In their spring and summer catalogs, North American university presses have a number of volumes with “anthropocene” in the title or clearly hinted at as the focus. Here follows a quick survey of a few of them. The publication dates are taken from the publishers’ descriptions, as is material appearing in quotation marks unless otherwise indicated.

Implicit in the very concept of the anthropocene is the question of whether it can continue -- and if so, for how much longer. Proposing we “contemplate that the threat we pose to the Earth might demand our own species’ demise,” the philosopher David Wood offers “an unfashionable but spirited defense of an enlightened anthropocentrism” in Reoccupy Earth: Notes Toward an Other Beginning (Fordham University Press, April). Humans are creatures of habit, and “while many of our individual habits seem perfectly reasonable, when aggregated they spell disaster.”

Enjoying the “privileges of reason,” Homo sapiens now “must demonstrably deploy it through collective sustainable agency,” which means cultivating new ways of life “affirming the ways in which we are vulnerable, receptive, and dependent, and the need for solidarity all round.”

Updated by the author for its translation from the German edition, Andreas Weber’s Enlivenment: Toward a Poetics for the Anthropocene (MIT Press, March) takes aim at “Enlightenment-style thinking that strips material reality of any subjectivity.” It leads us to believe that “humans control nature” when in reality “humans and nature exist in a commons of mutual transformation.” Taking our seat in the “common household of matter, desire and imagination,” we may begin a profound transformation or “enlivenment.” The reference to Weber's work as being "updated" has a puzzling aspect, insofar as the whole argument sounds like a reprise of ideas developed by German philosophers 200 years ago.

One neologism does have a way of leading to another.
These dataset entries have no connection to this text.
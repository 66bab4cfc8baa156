//! Permission resolution: is the caller an administrator?

use crate::store::{StoreError, UserStore};

/// `true` only when the caller's single user row says `permission = "admin"`.
///
/// Fail-closed: a missing row, duplicate rows or any store failure all
/// answer `false`. Errors are logged, never returned.
pub async fn is_admin_user(store: &dyn UserStore, user_id: &str) -> bool {
    match store.fetch_permission(user_id).await {
        Ok(row) => row.grants_admin(),
        Err(StoreError::NotFound) => {
            tracing::debug!(user_id, "No user record; treating as non-admin");
            false
        }
        Err(e) => {
            tracing::warn!(user_id, error = %e, "Permission lookup failed; treating as non-admin");
            false
        }
    }
}
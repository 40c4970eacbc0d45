//! Per-panel polling state machine and scheduler task.
//!
//! ```text
//! Idle --[countdown hits 0 | manual refresh]--> Polling
//! Polling --[ok]--> Idle (payload replaced, countdown reset)
//! Polling --[err]--> Idle (payload kept, last_error set, countdown reset)
//! ```
//!
//! The tick loop keeps running while a poll is outstanding; at most one
//! poll is in flight per panel.

use std::sync::Arc;
use std::time::Duration;

use chrono::{DateTime, Utc};
use serde::Serialize;
use tokio::sync::{mpsc, watch};
use tokio::task::{JoinHandle, JoinSet};
use tokio::time::{Instant, MissedTickBehavior};
use tokio_util::sync::CancellationToken;

use crate::error::AppError;
use crate::models::{Payload, Records};
use crate::source::PanelSource;

/// Events emitted by a panel scheduler for monitoring/logging.
#[derive(Debug, Clone)]
pub enum PanelEvent<'a> {
    Started {
        panel: &'a str,
    },
    PollStarted {
        panel: &'a str,
        manual: bool,
    },
    PollSucceeded {
        panel: &'a str,
        records: usize,
        changed: bool,
    },
    PollFailed {
        panel: &'a str,
        error: &'a str,
        consecutive_failures: u32,
    },
    RefreshIgnored {
        panel: &'a str,
    },
    Stopped {
        panel: &'a str,
    },
}

/// Trait for receiving panel events (decoupled logging).
pub trait PanelReporter: Send + Sync {
    fn report(&self, event: PanelEvent<'_>) {
        let _ = event;
    }
}

/// Reporter that uses the `tracing` crate.
#[derive(Debug, Default, Clone, Copy)]
pub struct TracingPanelReporter;

impl PanelReporter for TracingPanelReporter {
    fn report(&self, event: PanelEvent<'_>) {
        match event {
            PanelEvent::Started { panel } => {
                tracing::info!(%panel, "Panel scheduler started");
            }
            PanelEvent::PollStarted { panel, manual } => {
                tracing::debug!(%panel, %manual, "Polling source");
            }
            PanelEvent::PollSucceeded {
                panel,
                records,
                changed,
            } => {
                if changed {
                    tracing::info!(%panel, %records, "Panel data changed");
                } else {
                    tracing::debug!(%panel, %records, "Panel data unchanged");
                }
            }
            PanelEvent::PollFailed {
                panel,
                error,
                consecutive_failures,
            } => {
                tracing::warn!(%panel, %error, %consecutive_failures, "Poll failed");
            }
            PanelEvent::RefreshIgnored { panel } => {
                tracing::debug!(%panel, "Refresh ignored, poll already in flight");
            }
            PanelEvent::Stopped { panel } => {
                tracing::info!(%panel, "Panel scheduler stopped");
            }
        }
    }
}

#[derive(Debug, Clone)]
pub struct PanelConfig {
    pub id: String,
    pub title: String,
    pub refresh_interval: Duration,
    /// Countdown granularity, independent of the refresh interval.
    pub tick: Duration,
    /// Dispatch the first poll immediately instead of after one interval.
    pub poll_on_start: bool,
}

impl PanelConfig {
    pub fn new(id: impl Into<String>, title: impl Into<String>, refresh_interval: Duration) -> Self {
        Self {
            id: id.into(),
            title: title.into(),
            refresh_interval,
            tick: Duration::from_secs(10),
            poll_on_start: true,
        }
    }

    pub fn with_tick(mut self, tick: Duration) -> Self {
        self.tick = tick;
        self
    }

    pub fn with_poll_on_start(mut self, poll_on_start: bool) -> Self {
        self.poll_on_start = poll_on_start;
        self
    }
}

#[derive(Debug, Clone, Copy, PartialEq, Eq)]
pub enum PanelPhase {
    Idle,
    Polling,
}

/// Result of applying a finished poll.
#[derive(Debug, Clone, Copy, PartialEq, Eq)]
pub enum PollOutcome {
    Updated { records: usize, changed: bool },
    Failed { consecutive_failures: u32 },
}

/// Point-in-time view of a panel, published to the UI.
#[derive(Debug, Clone, Serialize)]
pub struct PanelSnapshot {
    pub id: String,
    pub title: String,
    pub payload: Option<Payload>,
    pub last_error: Option<String>,
    pub last_updated: Option<DateTime<Utc>>,
    pub last_attempt: Option<DateTime<Utc>>,
    pub seconds_until_next_refresh: u64,
    pub refresh_interval_secs: u64,
    pub is_loading: bool,
    pub consecutive_failures: u32,
    pub data_hash: Option<String>,
}

impl PanelSnapshot {
    pub fn records(&self) -> Option<&Records> {
        self.payload.as_ref().map(|p| &p.records)
    }

    /// True while the first poll has not produced data yet.
    pub fn awaiting_first_data(&self) -> bool {
        self.payload.is_none() && self.last_error.is_none()
    }
}

/// Pure panel state. The scheduler task drives it; tests can drive it directly.
#[derive(Debug, Clone)]
pub struct PanelState {
    id: String,
    title: String,
    interval_secs: u64,
    tick_secs: u64,
    phase: PanelPhase,
    countdown: u64,
    payload: Option<Payload>,
    last_error: Option<String>,
    last_updated: Option<DateTime<Utc>>,
    last_attempt: Option<DateTime<Utc>>,
    consecutive_failures: u32,
    data_hash: Option<String>,
}

impl PanelState {
    pub fn new(config: &PanelConfig) -> Self {
        let interval_secs = config.refresh_interval.as_secs().max(1);
        Self {
            id: config.id.clone(),
            title: config.title.clone(),
            interval_secs,
            tick_secs: config.tick.as_secs().max(1),
            phase: PanelPhase::Idle,
            countdown: interval_secs,
            payload: None,
            last_error: None,
            last_updated: None,
            last_attempt: None,
            consecutive_failures: 0,
            data_hash: None,
        }
    }

    pub fn id(&self) -> &str {
        &self.id
    }

    pub fn phase(&self) -> PanelPhase {
        self.phase
    }

    pub fn countdown(&self) -> u64 {
        self.countdown
    }

    /// Advance the countdown by one tick. Returns true if a poll is due.
    /// Ticks are ignored while a poll is in flight.
    pub fn tick(&mut self) -> bool {
        if self.phase == PanelPhase::Polling {
            return false;
        }
        self.countdown = self.countdown.saturating_sub(self.tick_secs);
        self.countdown == 0
    }

    /// Move to `Polling`. Returns false (no-op) if a poll is already in flight.
    pub fn begin_poll(&mut self) -> bool {
        if self.phase == PanelPhase::Polling {
            return false;
        }
        self.phase = PanelPhase::Polling;
        self.last_attempt = Some(Utc::now());
        true
    }

    /// Apply a finished poll and return to `Idle`.
    pub fn complete(&mut self, result: Result<Records, AppError>) -> PollOutcome {
        self.phase = PanelPhase::Idle;
        self.countdown = self.interval_secs;

        match result {
            Ok(records) => {
                let hash = records.data_hash();
                let changed = self.data_hash.as_deref() != Some(hash.as_str());
                let count = records.len();
                let payload = Payload::new(records);
                self.last_updated = Some(payload.retrieved_at);
                self.payload = Some(payload);
                self.data_hash = Some(hash);
                self.last_error = None;
                self.consecutive_failures = 0;
                PollOutcome::Updated {
                    records: count,
                    changed,
                }
            }
            Err(e) => {
                self.last_error = Some(e.to_string());
                self.consecutive_failures += 1;
                PollOutcome::Failed {
                    consecutive_failures: self.consecutive_failures,
                }
            }
        }
    }

    pub fn snapshot(&self) -> PanelSnapshot {
        PanelSnapshot {
            id: self.id.clone(),
            title: self.title.clone(),
            payload: self.payload.clone(),
            last_error: self.last_error.clone(),
            last_updated: self.last_updated,
            last_attempt: self.last_attempt,
            seconds_until_next_refresh: self.countdown,
            refresh_interval_secs: self.interval_secs,
            is_loading: self.phase == PanelPhase::Polling,
            consecutive_failures: self.consecutive_failures,
            data_hash: self.data_hash.clone(),
        }
    }
}

/// Cloneable handle to a running panel scheduler.
#[derive(Clone)]
pub struct PanelHandle {
    id: String,
    snapshots: watch::Receiver<PanelSnapshot>,
    refresh_tx: mpsc::Sender<()>,
}

impl PanelHandle {
    pub fn id(&self) -> &str {
        &self.id
    }

    /// Latest published state; never waits on an in-flight poll.
    pub fn snapshot(&self) -> PanelSnapshot {
        self.snapshots.borrow().clone()
    }

    /// Request an immediate poll. Ignored while one is in flight.
    pub fn refresh(&self) {
        // A full channel already carries a pending request.
        let _ = self.refresh_tx.try_send(());
    }
}

/// Drives one panel: ticks the countdown and dispatches polls.
pub struct PanelScheduler {
    config: PanelConfig,
    source: Arc<dyn PanelSource>,
    reporter: Arc<dyn PanelReporter>,
}

impl PanelScheduler {
    pub fn new(
        config: PanelConfig,
        source: Arc<dyn PanelSource>,
        reporter: Arc<dyn PanelReporter>,
    ) -> Self {
        Self {
            config,
            source,
            reporter,
        }
    }

    /// Spawn the scheduler task. It runs until `cancel` fires.
    pub fn spawn(self, cancel: CancellationToken) -> (PanelHandle, JoinHandle<()>) {
        let state = PanelState::new(&self.config);
        let (snapshot_tx, snapshot_rx) = watch::channel(state.snapshot());
        let (refresh_tx, refresh_rx) = mpsc::channel(1);

        let handle = PanelHandle {
            id: self.config.id.clone(),
            snapshots: snapshot_rx,
            refresh_tx,
        };
        let task = tokio::spawn(self.run(state, cancel, snapshot_tx, refresh_rx));
        (handle, task)
    }

    async fn run(
        self,
        mut state: PanelState,
        cancel: CancellationToken,
        snapshots: watch::Sender<PanelSnapshot>,
        mut refresh_rx: mpsc::Receiver<()>,
    ) {
        let panel = self.config.id.clone();
        self.reporter.report(PanelEvent::Started { panel: &panel });

        let tick = self.config.tick.max(Duration::from_secs(1));
        let mut ticker = tokio::time::interval_at(Instant::now() + tick, tick);
        ticker.set_missed_tick_behavior(MissedTickBehavior::Delay);

        let mut polls: JoinSet<Result<Records, AppError>> = JoinSet::new();

        if self.config.poll_on_start {
            self.dispatch(&mut state, &mut polls, false);
        }
        snapshots.send_replace(state.snapshot());

        loop {
            tokio::select! {
                () = cancel.cancelled() => break,
                _ = ticker.tick() => {
                    if state.tick() {
                        self.dispatch(&mut state, &mut polls, false);
                    }
                }
                Some(()) = refresh_rx.recv() => {
                    if state.phase() == PanelPhase::Polling {
                        self.reporter.report(PanelEvent::RefreshIgnored { panel: &panel });
                    } else {
                        self.dispatch(&mut state, &mut polls, true);
                    }
                }
                Some(joined) = polls.join_next(), if !polls.is_empty() => {
                    let result = joined.unwrap_or_else(|e| {
                        Err(AppError::extraction(&panel, format!("poll task failed: {e}")))
                    });
                    self.apply(&mut state, result);
                }
            }
            snapshots.send_replace(state.snapshot());
        }

        // Outstanding polls are aborted, not drained.
        polls.shutdown().await;
        self.reporter.report(PanelEvent::Stopped { panel: &panel });
    }

    fn dispatch(
        &self,
        state: &mut PanelState,
        polls: &mut JoinSet<Result<Records, AppError>>,
        manual: bool,
    ) {
        if !state.begin_poll() {
            return;
        }
        self.reporter.report(PanelEvent::PollStarted {
            panel: state.id(),
            manual,
        });
        let source = Arc::clone(&self.source);
        polls.spawn(async move { source.poll().await });
    }

    fn apply(&self, state: &mut PanelState, result: Result<Records, AppError>) {
        let error = result.as_ref().err().map(ToString::to_string);
        match state.complete(result) {
            PollOutcome::Updated { records, changed } => {
                self.reporter.report(PanelEvent::PollSucceeded {
                    panel: state.id(),
                    records,
                    changed,
                });
            }
            PollOutcome::Failed {
                consecutive_failures,
            } => {
                self.reporter.report(PanelEvent::PollFailed {
                    panel: state.id(),
                    error: error.as_deref().unwrap_or_default(),
                    consecutive_failures,
                });
            }
        }
    }
}
pub mod backoff;
pub mod config;
pub mod dashboard;
pub mod error;
pub mod media;
pub mod models;
pub mod panel;
pub mod session;
pub mod source;
pub mod traits;

#[cfg(test)]
mod testutil;

pub use config::DashboardConfig;
pub use dashboard::{CoordinatorConfig, DashboardCoordinator, PanelSpec};
pub use error::AppError;
pub use models::{
    Payload, Records, SpoonsPub, StationStatus, TrainDeparture, TubeLineStatus, compute_hash,
};
pub use panel::{PanelConfig, PanelSnapshot, TracingPanelReporter};
pub use session::{ManagedResource, ResourceSession, SessionConfig};
pub use source::{FixtureSource, LiveSource, PanelSource};
pub use traits::{
    BrowserDriver, BrowserProcess, ClipSource, ExtractionJob, FrameDecoder, FrameSpec, Page,
    PageTarget, PixelGrid, Transcoder,
};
Glenn A. Albrecht’s Earth Emotions: New Words for a New World (Cornell University Press, May) provides an assortment of them, as “needed to describe the full range of our emotional responses to the emergent state of the world.” The most noteworthy is solastalgia, “the homesickness you have when you are still at home” -- as felt, perhaps, by residents of a neighborhood disintegrating from a lack of water, or from too much of it. Besides an enhancement in the language of feeling, the author champions “the revolution in thinking being delivered by contemporary symbiotic science.” On the other side of the anthropocene, the author sees the potential for a new period he calls “the Symbiocene.” Any reminder of an episode in the life of Patty Hearst is surely unintended.
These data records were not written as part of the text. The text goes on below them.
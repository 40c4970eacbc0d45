/// Smoke-test for `ChromiumDriver`.
///
/// Launches a headless Chromium through a `ResourceSession`, runs the TfL
/// status extractor twice on the same process, and prints what it found.
///
/// Run with:
///   cargo run -p ttydash-client --example browser_smoke
use ttydash_client::{ChromiumDriver, TubeStatusJob};
use ttydash_core::session::{ResourceSession, SessionConfig};

#[tokio::main]
async fn main() -> anyhow::Result<()> {
    tracing_subscriber::fmt()
        .with_env_filter("info")
        .init();

    let session = ResourceSession::new(ChromiumDriver::new(None), SessionConfig::default());
    println!("Session {} created", session.id());

    for attempt in 1..=2 {
        let lines = session.with_page(&TubeStatusJob).await?;
        println!("Attempt {attempt}: {} disrupted line(s)", lines.len());
        for line in &lines {
            println!("  {:<24} {}", line.line_name, line.status_severity);
        }
    }

    anyhow::ensure!(session.is_live().await, "browser should be reused between calls");
    session.release().await;
    println!("OK, browser released");
    Ok(())
}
For anthropologists to discuss the anthropocene seems like a matter of course. But the contributors to Anthropos and the Material (Duke University Press, May) -- a collection of papers edited by Penny Harvey, Christian Krohn-Hansen and Knut G. Nustad -- are at least as concerned with their discipline’s ongoing self-scrutiny as they are with the ecological challenges facing the cultures they study. The 10 ethnographic case studies making up the book “range from labor, economics and colonialism to technology, culture, the environment, agency and diversity,” focusing on “lively encounters between the human and the nonhuman.” The latter category entails nature and technology as well as those portions of a culture dedicated to transactions with supernatural worlds.

Worry about the anthropocene, in short, is no excuse for being anthropocentric. As it happens, the editors of Scientific American agree. “One problem with the term,” they wrote in December, “is hubris: naming a geologic era after ourselves suggests a certain awe at our own magnificence … A second indictment is that ‘Anthropocene’ implicitly blames the entire human race for a crisis caused by a relative few. Surely the 'Man of the Hole,' the last survivor of an uncontacted hunter-gatherer tribe in the Brazilian Amazon, bears less responsibility for our present predicament than, say, former Secretary of State Rex Tillerson, who was CEO of ExxonMobil.”

And then there’s the ultimate in lame evasions: blaming the destruction wrought on the planet on “human nature.” The Scientific American editorial’s author seems to pay indirect tribute to the Duke volume by directing us “to anthropologists, who point out that people have repeatedly figured out how to live within their ecological means and even thrive.” The question now is whether people in the most heavily industrialized and commodified societies in human history can also manage to do so.